OBJECTIVES: The present in situ study investigated the effect of Inula viscosa tea on the pellicle's acid protective properties and on initial oral biofilm formation. DESIGN: Biofilm formation was performed on bovine enamel slabs on individual maxillary splints. Following 1min of pellicle formation, eight subjects rinsed for 10min with Inula viscosa tea and the splints remained for 8h intraorally. Samples carried after 1-min rinsing with CHX (0.2%) or without rinse served as controls. BacLight™ staining, 4',6-diamidino-2-phenylindole (DAPI)-staining and fluorescence in situ hybridization (FISH) were used for fluorescence microscopic detection of adherent bacteria.
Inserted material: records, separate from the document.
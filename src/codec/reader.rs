//! Line tokenizer for the positional model file

use std::io::BufRead;
use std::str::FromStr;

use crate::error::ParseError;

/// Tabs and commas separate fields like spaces; `!` starts a comment.
pub(crate) fn strip_comment(line: &str) -> String {
    let content = match line.find('!') {
        Some(index) => &line[..index],
        None => line,
    };
    content.replace(['\t', ','], " ")
}

/// One non-blank line split into fields
#[derive(Debug)]
pub(crate) struct Record {
    line: usize,
    name: &'static str,
    fields: Vec<String>,
}

impl Record {
    pub(crate) fn len(&self) -> usize {
        self.fields.len()
    }

    pub(crate) fn field(&self, index: usize) -> Result<&str, ParseError> {
        self.fields
            .get(index)
            .map(String::as_str)
            .ok_or(ParseError::MissingField {
                line: self.line,
                record: self.name,
                index,
            })
    }

    /// Parse a field as any numeric type
    pub(crate) fn number<T: FromStr>(&self, index: usize) -> Result<T, ParseError> {
        let token = self.field(index)?;
        token.parse().map_err(|_| ParseError::InvalidNumber {
            line: self.line,
            record: self.name,
            index,
            token: token.to_string(),
        })
    }

    /// Parse `N` consecutive fields starting at `first`
    pub(crate) fn numbers<T: FromStr + Copy + Default, const N: usize>(
        &self,
        first: usize,
    ) -> Result<[T; N], ParseError> {
        let mut values = [T::default(); N];
        for (offset, value) in values.iter_mut().enumerate() {
            *value = self.number(first + offset)?;
        }
        Ok(values)
    }
}

/// Yields the significant lines of a model file as records
pub(crate) struct RecordReader<R> {
    input: R,
    line: usize,
    buffer: String,
}

impl<R: BufRead> RecordReader<R> {
    pub(crate) fn new(input: R) -> Self {
        Self {
            input,
            line: 0,
            buffer: String::new(),
        }
    }

    /// Next line with at least one field, labelled for error reporting
    pub(crate) fn next_record(&mut self, name: &'static str) -> Result<Record, ParseError> {
        loop {
            self.buffer.clear();
            let read = self
                .input
                .read_line(&mut self.buffer)
                .map_err(|_| ParseError::InvalidText { line: self.line + 1 })?;
            if read == 0 {
                return Err(ParseError::UnexpectedEof { record: name });
            }
            self.line += 1;

            let fields: Vec<String> = strip_comment(&self.buffer)
                .split_whitespace()
                .map(str::to_string)
                .collect();
            if !fields.is_empty() {
                return Ok(Record {
                    line: self.line,
                    name,
                    fields,
                });
            }
        }
    }
}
For investigation of acid protective properties, three subjects rinsed for 10min with Inula viscosa tea after 1min pellicle formation and kept the splints intraorally for further 19min. Physiological 30-min pellicles and native enamel samples served as controls. After HCl incubation of the samples ex-vivo over 120s (pH 2.0, 2.3, 3.0) calcium- and phosphate release were quantified photometrically. Potential influences on the pellicle's ultrastructure by Inula viscosa tea were evaluated by transmission electron microscopy (TEM). RESULTS: Application of Inula viscosa tea yielded a significant reduction of adherent bacteria on all enamel samples as detected by fluorescence microscopy. For calcium- and phosphate release no significant effect was recorded. TEM investigation indicated a modification of the pellicle's ultrastructure, but no enhanced protection against erosive noxae. CONCLUSION: Rinsing with Inula viscosa tea influences the bacterial colonization on enamel in situ over 8h but has no impact on acid protective properties of the pellicle.